Often people at work, especially doctors, ask me for training advice. Being a physician usually means one is an expert in a certain area of disease, not an expert in exercise physiology or training but a lot of doctors seem to have trouble accepting that. I don’t claim to have a lot of knowledge about how to train and I usually tell people to pay for advice from a trainer and to find a trainer by personal recommendation from someone who has been happy with their results.

I know what works for me, more or less, and I have tried to find quality research in the area of bodybuilding but there is almost none. It’s possible to make a few general statements which are likely to be true but the detail of how to train successfully is largely empirical.

Getting bigger and more muscular is achieved by eating more, doing heavy resistance training and resting adequately. Looking more muscular also requires not having excessive bodyfat. What can be achieved in terms of appearance is also limited by bodyshape: long limbs don’t look as muscular at a given circumference and a thick waist reduces apparent shoulder and thigh width.

Eating more to get bigger is relatively simple. I try to minimize “empty” calories by eating mostly real food. My diet is relatively high in animal protein, usually with three or four serves of chicken or fish and none or one serve of red meat each day plus a whey protein shake twice a day.
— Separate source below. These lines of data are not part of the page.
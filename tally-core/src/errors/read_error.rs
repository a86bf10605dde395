//! File-reading errors. All variants are fatal to the run.

use super::error_code::{self, TallyErrorCode};

#[derive(Debug, thiserror::Error)]
pub enum ReadError {
    #[error("file not found: {path}")]
    FileNotFound { path: String },

    #[error("file unreadable: {path}: {message}")]
    Unreadable { path: String, message: String },

    #[error("file has no header row: {path}")]
    SchemaEmpty { path: String },

    #[error("I/O error reading {path}: {message}")]
    Io { path: String, message: String },
}

impl ReadError {
    pub fn io(path: &std::path::Path, e: std::io::Error) -> Self {
        if e.kind() == std::io::ErrorKind::NotFound {
            ReadError::FileNotFound {
                path: path.display().to_string(),
            }
        } else {
            ReadError::Io {
                path: path.display().to_string(),
                message: e.to_string(),
            }
        }
    }
}

impl TallyErrorCode for ReadError {
    fn error_code(&self) -> &'static str {
        match self {
            Self::FileNotFound { .. } => error_code::FILE_NOT_FOUND,
            Self::Unreadable { .. } => error_code::UNREADABLE,
            Self::SchemaEmpty { .. } => error_code::SCHEMA_EMPTY,
            Self::Io { .. } => error_code::IO,
        }
    }
}
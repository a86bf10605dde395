//! Chunked CSV export writing.
//!
//! The reconciler produces records; a dedicated writer thread consumes
//! them from a bounded channel (backpressure) and writes ordered chunk
//! files, flipping each store row `writing → completed` only after the
//! file is fully written and fsynced.

mod read;

pub use read::{read_category_page, read_chunk_header};

use std::fs::{self, File};
use std::io::Write;
use std::path::PathBuf;
use std::sync::Arc;
use std::thread::{self, JoinHandle};

use crossbeam_channel::{bounded, Receiver, Sender};
use tally_core::errors::ExportError;
use tally_core::traits::IExportChunks;
use tally_core::types::results::{ChunkStatus, ExportCategory, ExportChunkMeta};
use tally_core::RunCancellation;

const CHANNEL_BOUND: usize = 4_096;

/// One reconciliation output row.
#[derive(Debug)]
pub struct ExportRecord {
    pub category: ExportCategory,
    /// Key component values, nulls already rendered as `<null>`.
    pub key_parts: Vec<String>,
    /// Full row of the originating side.
    pub row: Vec<String>,
}

/// Static description of one export target.
#[derive(Debug, Clone)]
pub struct ExportSpec {
    pub run_id: i64,
    pub combination_hash: String,
    /// `exports/run_<id>/comparison_<hash>/`
    pub dir: PathBuf,
    pub key_columns: Vec<String>,
    pub header_a: Vec<String>,
    pub header_b: Vec<String>,
    pub max_rows_per_chunk: usize,
    pub max_bytes_per_chunk: u64,
}

impl ExportSpec {
    /// Chunk header: key columns followed by the full row columns of
    /// the category's originating side. Identical across all chunks of
    /// a category.
    fn header_for(&self, category: ExportCategory) -> Vec<String> {
        let side_header = match category.row_side() {
            tally_core::Side::A => &self.header_a,
            tally_core::Side::B => &self.header_b,
        };
        let mut header: Vec<String> = self.key_columns.iter().map(|c| format!("key_{c}")).collect();
        header.extend(side_header.iter().cloned());
        header
    }

    fn chunk_path(&self, category: ExportCategory, index: u32) -> PathBuf {
        self.dir
            .join(format!("{}_chunk_{index:04}.csv", category.as_str()))
    }
}

/// A writer thread plus the sending half of its bounded queue.
pub struct ExportWriter {
    tx: Option<Sender<ExportRecord>>,
    handle: Option<JoinHandle<Result<Vec<ExportChunkMeta>, ExportError>>>,
}

impl ExportWriter {
    /// Prepare the chunk directory (deleting any partial prior attempt)
    /// and spawn the writer thread.
    pub fn spawn(
        spec: ExportSpec,
        chunks: Arc<dyn IExportChunks>,
        cancellation: RunCancellation,
    ) -> Result<Self, ExportError> {
        if spec.dir.exists() {
            fs::remove_dir_all(&spec.dir).map_err(|e| io_err(&spec.dir, e))?;
        }
        fs::create_dir_all(&spec.dir).map_err(|e| io_err(&spec.dir, e))?;

        let (tx, rx) = bounded(CHANNEL_BOUND);
        let handle = thread::Builder::new()
            .name("tally-export-writer".to_string())
            .spawn(move || writer_loop(spec, chunks, cancellation, rx))
            .expect("failed to spawn export writer thread");

        Ok(Self {
            tx: Some(tx),
            handle: Some(handle),
        })
    }

    /// Send one record. Blocks when the writer is behind — this is the
    /// backpressure that bounds producer memory.
    pub fn send(&self, record: ExportRecord) -> Result<(), ExportError> {
        self.tx
            .as_ref()
            .expect("send after finish")
            .send(record)
            .map_err(|_| ExportError::ChunkRow {
                message: "export writer thread disconnected".to_string(),
            })
    }

    /// Close the queue and wait for the writer to finalize. Returns the
    /// completed chunk metas, ordered by (category, chunk_index).
    pub fn finish(mut self) -> Result<Vec<ExportChunkMeta>, ExportError> {
        drop(self.tx.take());
        match self.handle.take() {
            Some(handle) => handle.join().map_err(|_| ExportError::ChunkRow {
                message: "export writer thread panicked".to_string(),
            })?,
            None => Ok(Vec::new()),
        }
    }
}

impl Drop for ExportWriter {
    fn drop(&mut self) {
        drop(self.tx.take());
        if let Some(handle) = self.handle.take() {
            let _ = handle.join();
        }
    }
}

// ─── Writer thread ──────────────────────────────────────────────────

/// `std::io::Write` wrapper tracking bytes written, so rollover can
/// trigger on size without asking the filesystem.
struct CountingWriter {
    inner: File,
    bytes: u64,
}

impl Write for CountingWriter {
    fn write(&mut self, buf: &[u8]) -> std::io::Result<usize> {
        let n = self.inner.write(buf)?;
        self.bytes += n as u64;
        Ok(n)
    }

    fn flush(&mut self) -> std::io::Result<()> {
        self.inner.flush()
    }
}

struct OpenChunk {
    writer: csv::Writer<CountingWriter>,
    index: u32,
    rows: u64,
    path: PathBuf,
}

struct CategoryState {
    category: ExportCategory,
    open: Option<OpenChunk>,
    next_index: u32,
    completed: Vec<ExportChunkMeta>,
}

fn writer_loop(
    spec: ExportSpec,
    chunks: Arc<dyn IExportChunks>,
    cancellation: RunCancellation,
    rx: Receiver<ExportRecord>,
) -> Result<Vec<ExportChunkMeta>, ExportError> {
    let mut states: Vec<CategoryState> = ExportCategory::ALL
        .iter()
        .map(|&category| CategoryState {
            category,
            open: None,
            next_index: 1,
            completed: Vec::new(),
        })
        .collect();

    let mut failed: Option<ExportError> = None;

    for record in rx.iter() {
        if failed.is_some() {
            continue; // drain so the producer never blocks forever
        }
        if cancellation.is_cancelled() {
            failed = Some(ExportError::Cancelled);
            continue;
        }
        if let Err(e) = write_record(&spec, &chunks, &mut states, record) {
            failed = Some(e);
        }
    }

    if cancellation.is_cancelled() && failed.is_none() {
        failed = Some(ExportError::Cancelled);
    }

    match failed {
        None => {
            // Finalize in-flight chunks: the union of completed chunks
            // is the canonical dataset.
            for state in &mut states {
                if let Some(open) = state.open.take() {
                    let meta = finalize_chunk(&spec, &chunks, state.category, open)?;
                    state.completed.push(meta);
                }
            }
            Ok(states.into_iter().flat_map(|s| s.completed).collect())
        }
        Some(err) => {
            // The in-flight chunk is marked failed and never flushed
            // further. Previously completed chunks remain usable.
            for state in &mut states {
                if let Some(open) = state.open.take() {
                    let _ = chunks.fail_chunk(
                        spec.run_id,
                        &spec.combination_hash,
                        state.category,
                        open.index,
                    );
                }
            }
            Err(err)
        }
    }
}

fn write_record(
    spec: &ExportSpec,
    chunks: &Arc<dyn IExportChunks>,
    states: &mut [CategoryState],
    record: ExportRecord,
) -> Result<(), ExportError> {
    let state = states
        .iter_mut()
        .find(|s| s.category == record.category)
        .expect("category state exists");

    if state.open.is_none() {
        state.open = Some(open_chunk(spec, chunks, state.category, state.next_index)?);
        state.next_index += 1;
    }

    let open = state.open.as_mut().expect("chunk just opened");
    let fields = record.key_parts.iter().chain(record.row.iter());
    open.writer
        .write_record(fields)
        .map_err(|e| io_err(&open.path, std::io::Error::other(e)))?;
    open.rows += 1;

    let bytes = open.writer.get_ref().bytes;
    if open.rows >= spec.max_rows_per_chunk as u64 || bytes >= spec.max_bytes_per_chunk {
        let open = state.open.take().expect("open chunk");
        let meta = finalize_chunk(spec, chunks, state.category, open)?;
        state.completed.push(meta);
    }
    Ok(())
}

fn open_chunk(
    spec: &ExportSpec,
    chunks: &Arc<dyn IExportChunks>,
    category: ExportCategory,
    index: u32,
) -> Result<OpenChunk, ExportError> {
    let path = spec.chunk_path(category, index);
    let file = File::create(&path).map_err(|e| io_err(&path, e))?;
    let mut writer = csv::Writer::from_writer(CountingWriter {
        inner: file,
        bytes: 0,
    });
    writer
        .write_record(spec.header_for(category))
        .map_err(|e| io_err(&path, std::io::Error::other(e)))?;

    chunks
        .begin_chunk(&ExportChunkMeta {
            run_id: spec.run_id,
            combination_hash: spec.combination_hash.clone(),
            category,
            chunk_index: index,
            row_count: 0,
            byte_size: 0,
            path: path.display().to_string(),
            status: ChunkStatus::Writing,
        })
        .map_err(|e| ExportError::ChunkRow {
            message: e.to_string(),
        })?;

    Ok(OpenChunk {
        writer,
        index,
        rows: 0,
        path,
    })
}

/// Flush, fsync, then flip the store row to `completed` in a single
/// update with the final counts.
fn finalize_chunk(
    spec: &ExportSpec,
    chunks: &Arc<dyn IExportChunks>,
    category: ExportCategory,
    open: OpenChunk,
) -> Result<ExportChunkMeta, ExportError> {
    let OpenChunk {
        writer,
        index,
        rows,
        path,
    } = open;
    let counting = writer
        .into_inner()
        .map_err(|e| io_err(&path, std::io::Error::other(e)))?;
    let bytes = counting.bytes;
    counting.inner.sync_all().map_err(|e| io_err(&path, e))?;

    chunks
        .complete_chunk(
            spec.run_id,
            &spec.combination_hash,
            category,
            index,
            rows,
            bytes,
        )
        .map_err(|e| ExportError::ChunkRow {
            message: e.to_string(),
        })?;

    Ok(ExportChunkMeta {
        run_id: spec.run_id,
        combination_hash: spec.combination_hash.clone(),
        category,
        chunk_index: index,
        row_count: rows,
        byte_size: bytes,
        path: path.display().to_string(),
        status: ChunkStatus::Completed,
    })
}

fn io_err(path: &std::path::Path, e: std::io::Error) -> ExportError {
    ExportError::Io {
        path: path.display().to_string(),
        message: e.to_string(),
    }
}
I have most of my carbohydrate as complex carbs: from one to six serves depending on the proximity of a beach holiday. It’s also important to enjoy what you eat, so we don’t stress too much when eating out socially.
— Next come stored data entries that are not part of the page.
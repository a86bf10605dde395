//! Exponential backoff with jitter for recoverable stage failures.

use std::time::Duration;

use rand::Rng;
use tally_core::errors::RunError;

/// Backoff parameters.
#[derive(Debug, Clone)]
pub struct BackoffConfig {
    /// Initial backoff.
    pub init_backoff: Duration,
    /// Maximum backoff per attempt.
    pub max_backoff: Duration,
    /// Multiplier for each backoff round.
    pub base: f64,
}

impl Default for BackoffConfig {
    fn default() -> Self {
        Self {
            init_backoff: Duration::from_millis(200),
            max_backoff: Duration::from_secs(30),
            base: 3.0,
        }
    }
}

/// Consecutive calls to [`Backoff::next`] return growing, jittered
/// intervals capped at the configured maximum.
#[derive(Debug)]
pub struct Backoff {
    init_backoff: f64,
    next_backoff_secs: f64,
    max_backoff_secs: f64,
    base: f64,
}

impl Backoff {
    pub fn new(config: &BackoffConfig) -> Self {
        let init_backoff = config.init_backoff.as_secs_f64();
        Self {
            init_backoff,
            next_backoff_secs: init_backoff,
            max_backoff_secs: config.max_backoff.as_secs_f64(),
            base: config.base,
        }
    }

    /// The next interval to wait.
    pub fn next(&mut self) -> Duration {
        let range = self.init_backoff..(self.next_backoff_secs * self.base);
        let rand_backoff = rand::thread_rng().gen_range(range);
        let next_backoff = self.max_backoff_secs.min(rand_backoff);
        Duration::from_secs_f64(std::mem::replace(&mut self.next_backoff_secs, next_backoff))
    }
}

/// Run `operation`, retrying recoverable failures up to `attempts`
/// times with backoff. Unrecoverable failures return immediately.
pub fn retry_with_backoff<T>(
    task_name: &str,
    attempts: u32,
    config: &BackoffConfig,
    mut operation: impl FnMut() -> Result<T, RunError>,
) -> Result<T, RunError> {
    let mut backoff = Backoff::new(config);
    let mut attempt = 0;
    loop {
        match operation() {
            Ok(value) => return Ok(value),
            Err(e) if e.is_recoverable() && attempt < attempts => {
                attempt += 1;
                let wait = backoff.next();
                tracing::warn!(
                    task = task_name,
                    attempt,
                    wait_ms = wait.as_millis() as u64,
                    error = %e,
                    "recoverable failure, retrying with backoff"
                );
                std::thread::sleep(wait);
            }
            Err(e) => return Err(e),
        }
    }
}

#[cfg(test)]
mod tests {
    use super::*;
    use tally_core::errors::{AnalysisError, StorageError};

    #[test]
    fn recoverable_errors_are_retried_until_success() {
        let mut calls = 0;
        let config = BackoffConfig {
            init_backoff: Duration::from_millis(1),
            max_backoff: Duration::from_millis(2),
            base: 1.5,
        };
        let result = retry_with_backoff("t", 3, &config, || {
            calls += 1;
            if calls < 3 {
                Err(RunError::Storage(StorageError::DbBusy))
            } else {
                Ok(42)
            }
        });
        assert_eq!(result.unwrap(), 42);
        assert_eq!(calls, 3);
    }

    #[test]
    fn unrecoverable_errors_return_immediately() {
        let mut calls = 0;
        let result: Result<(), RunError> =
            retry_with_backoff("t", 3, &BackoffConfig::default(), || {
                calls += 1;
                Err(RunError::Analysis(AnalysisError::parameter("bad k")))
            });
        assert!(result.is_err());
        assert_eq!(calls, 1);
    }

    #[test]
    fn retries_exhaust_with_the_last_error() {
        let mut calls = 0;
        let config = BackoffConfig {
            init_backoff: Duration::from_millis(1),
            max_backoff: Duration::from_millis(1),
            base: 1.1,
        };
        let result: Result<(), RunError> = retry_with_backoff("t", 2, &config, || {
            calls += 1;
            Err(RunError::Storage(StorageError::DbBusy))
        });
        assert!(matches!(
            result,
            Err(RunError::Storage(StorageError::DbBusy))
        ));
        assert_eq!(calls, 3);
    }
}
Heavy resistance training is something you should learn with a trainer or more experienced friend. We train four or five times a week for about 90 minutes, but the workout can be done in less than 60 minutes without chatting. We do a four-way split because in order to train hard enough to get fatigued and sore afterwards when your body is used to weight training it’s necessary to focus on a small number of muscles for the duration of a workout to achieve that. In the beginning, when the body is less accustomed to training, it’s possible to get good results with a whole-body or half-body workout a few times a week.

Assessing progress should be according to the endpoint that is being aimed-for. For many people the aim is to look better, and so the right measure is using a mirror or camera (and maybe a tape-measure or bodyfat measurement). I try not to weigh myself very often because weight isn’t a useful measure without body composition as well, unless you’re actually aiming for a specific weight. Another aim is cardiovascular fitness, and that is assessed best by objective performance in cardiovascular exercise: running times, VO2max measurement or whatever is available.

When it comes to supplements, there is some evidence for creatine, especially in the presence of a diet fairly low in meat. For micronutrients such as vitamins, they’re potentially useful if your diet is deficient, but the real answer if your diet is deficient is to fix your diet. Most of the “trials” of supplements use small sample sizes, subjects inexperienced in weight training (who show good progress because they’re inexperienced), and are poorly controlled.

Drugs such as androgens and peptides are banned in sport and regulated in most jurisdictions because they’re either effective and/or have significant risks. They can certainly move the limit of what you can achieve with diet and training, but not so much that there aren’t gifted natural athletes who look better than many non-natural ones. Indeed a well-executed cutting diet will turn more heads than an average steroid cycle.